Betulinic acid inhibits autophagic flux and induces apoptosis in human multiple myeloma cells in vitro
Abstract
Aim: To investigate the effects of betulinic acid (BA) on apoptosis and autophagic flux in multiple myeloma cells and the relationship between the two processes.
Methods: The proliferation of human multiple myeloma KM3 cells was measured with MTT assay. FITC/PI double-labeled flow cytometry (FCM) and Hoechst 33258 staining were used to analyze the cell apoptosis. Caspase 3, PARP, Beclin1, LC3-II, and P62 were detected using Western blotting.

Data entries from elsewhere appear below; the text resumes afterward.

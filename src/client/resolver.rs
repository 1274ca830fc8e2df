use crate::client::providers::{
    BibProvider, CrossrefProvider, GoogleBooksProvider, LookupContext, LookupQuery,
    OpenLibraryProvider, ProviderError, SemanticScholarProvider, ZoteroProvider,
};
use crate::client::BibRecord;
use crate::config::Config;
use crate::extract::DocumentInfo;
use std::sync::Arc;
use std::time::Duration;
use tokio::time::timeout;
use tracing::{debug, info, warn};

/// Which identifier from the document a waterfall step consumes
#[derive(Debug, Clone, Copy, PartialEq, Eq)]
pub enum QueryKind {
    Doi,
    Isbn,
    Title,
}

/// One step of the resolution waterfall
pub struct WaterfallStep {
    pub kind: QueryKind,
    pub provider: Arc<dyn BibProvider>,
    /// Minimum confidence required to accept this step's result; results
    /// below the bar fall through to the next step
    pub min_confidence: f64,
}

/// Tuning knobs for the waterfall
#[derive(Debug, Clone)]
pub struct ResolverConfig {
    /// Hard bound on each provider call; a timeout is a no-match
    pub provider_timeout: Duration,
    /// Acceptance threshold for the primary free-text title search
    pub title_min_confidence: f64,
    /// User agent sent with every lookup
    pub user_agent: String,
}

impl Default for ResolverConfig {
    fn default() -> Self {
        Self {
            provider_timeout: Duration::from_secs(10),
            title_min_confidence: 0.5,
            user_agent: LookupContext::default().user_agent,
        }
    }
}

/// The metadata resolution waterfall.
///
/// Runs an ordered sequence of provider lookups against the identifiers
/// extracted from one document and produces exactly one `BibRecord` - a
/// provider hit or, when every step misses, a `manual_review` record.
/// The step order is fixed by design (cheapest and most authoritative
/// first); provider failures and timeouts are absorbed as no-matches so the
/// waterfall always completes.
pub struct Resolver {
    steps: Vec<WaterfallStep>,
    config: ResolverConfig,
}

impl Resolver {
    /// Build the standard waterfall from application configuration:
    /// CrossRef by DOI, Open Library then Google Books by ISBN, CrossRef by
    /// title (thresholded), Semantic Scholar, and finally Zotero.
    pub fn new(app_config: &Config) -> Result<Self, ProviderError> {
        let user_agent = app_config.providers.user_agent.clone();
        let crossref = Arc::new(CrossrefProvider::new(&user_agent)?);

        let resolver_config = ResolverConfig {
            provider_timeout: app_config.provider_timeout(),
            user_agent,
            ..ResolverConfig::default()
        };

        let steps = vec![
            WaterfallStep {
                kind: QueryKind::Doi,
                provider: crossref.clone(),
                min_confidence: 0.0,
            },
            WaterfallStep {
                kind: QueryKind::Isbn,
                provider: Arc::new(OpenLibraryProvider::new(
                    &resolver_config.user_agent,
                )?),
                min_confidence: 0.0,
            },
            WaterfallStep {
                kind: QueryKind::Isbn,
                provider: Arc::new(GoogleBooksProvider::new(
                    &resolver_config.user_agent,
                )?),
                min_confidence: 0.0,
            },
            WaterfallStep {
                kind: QueryKind::Title,
                provider: crossref,
                min_confidence: resolver_config.title_min_confidence,
            },
            WaterfallStep {
                kind: QueryKind::Title,
                provider: Arc::new(SemanticScholarProvider::new(
                    &resolver_config.user_agent,
                )?),
                min_confidence: 0.0,
            },
            WaterfallStep {
                kind: QueryKind::Title,
                provider: Arc::new(ZoteroProvider::new(
                    app_config.zotero.clone(),
                    &resolver_config.user_agent,
                )?),
                min_confidence: 0.0,
            },
        ];

        Ok(Self::with_steps(steps, resolver_config))
    }

    /// Build a waterfall from an explicit step list (used in tests)
    pub fn with_steps(steps: Vec<WaterfallStep>, config: ResolverConfig) -> Self {
        Self { steps, config }
    }

    /// Resolve one document's extracted identifiers to a metadata record.
    ///
    /// `fallback_title` is the document's base filename without extension,
    /// used for the `manual_review` record when no title was extracted.
    /// Never fails and never returns "no result".
    pub async fn resolve(&self, document: &DocumentInfo, fallback_title: &str) -> BibRecord {
        let context = LookupContext {
            timeout: self.config.provider_timeout,
            user_agent: self.config.user_agent.clone(),
        };

        for step in &self.steps {
            let query = match step.kind {
                QueryKind::Doi => document.doi.clone().map(LookupQuery::Doi),
                QueryKind::Isbn => document.isbn.clone().map(LookupQuery::Isbn),
                QueryKind::Title => document.title_guess.clone().map(LookupQuery::Title),
            };
            // A step whose identifier was not extracted is skipped, not failed
            let Some(query) = query else {
                continue;
            };

            match timeout(context.timeout, step.provider.lookup(&query, &context)).await {
                Ok(Ok(Some(mut record))) => {
                    // An exact-identifier match is authoritative no matter
                    // what the provider reported
                    if step.kind == QueryKind::Doi {
                        record.confidence = 1.0;
                    }
                    if record.confidence >= step.min_confidence {
                        info!(
                            provider = step.provider.name(),
                            confidence = record.confidence,
                            "Resolved '{}'",
                            record.title
                        );
                        return record;
                    }
                    debug!(
                        provider = step.provider.name(),
                        confidence = record.confidence,
                        threshold = step.min_confidence,
                        "Match below confidence threshold, continuing"
                    );
                }
                Ok(Ok(None)) => {
                    debug!(provider = step.provider.name(), "No match");
                }
                Ok(Err(e)) => {
                    // Transport and parse failures are indistinguishable
                    // from a no-match as far as the waterfall is concerned
                    warn!(provider = step.provider.name(), "Lookup failed: {}", e);
                }
                Err(_) => {
                    warn!(
                        provider = step.provider.name(),
                        "Lookup timed out after {:?}", context.timeout
                    );
                }
            }
        }

        let title = document
            .title_guess
            .clone()
            .unwrap_or_else(|| fallback_title.to_string());
        info!("No provider matched, producing manual_review record for '{title}'");
        BibRecord::manual_review(title, document.doi.clone().unwrap_or_default())
    }
}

Results: Treatment of KM3 cells with BA (5−25 μg/mL) suppressed the cell proliferation in time- and dose-dependent manners. The IC50 values at 12, 24, and 36 h were 22.29, 17.36, and 13.06 μg/mL, respectively. BA treatment dose-dependently induced apoptosis of KM3 cells, which was associated with the activation of caspase 3. However, Z-DEVD-FMK, a specific inhibitor of caspase 3, did not decrease, but rather sensitized the cells to BA-induced apoptosis, suggesting an alternative mechanism involved. On other hand, BA treatment dose-dependently increased the accumulation of LC3-II and P62 in KM3 cells, representing the inhibition of autophagic flux. Furthermore, BA treatment dose-dependently downregulated the expression of Beclin 1, an important inducer of autophagy, in KM3 cells. In the presence of BA, Z-DEVD-FMK induced autophagy and increased the amount of LC3-II in KM3 cells, which may occur via attenuating BA-induced decrease in the level of Beclin 1. Similarly, rapamycin, an autophagy inducer, increased the amount of LC3-II in KM3 cells. In the presence of BA, rapamycin caused further increase in the amount of LC3-II. Furthermore, rapamycin sensitized BA-treated KM3 cells to apoptosis.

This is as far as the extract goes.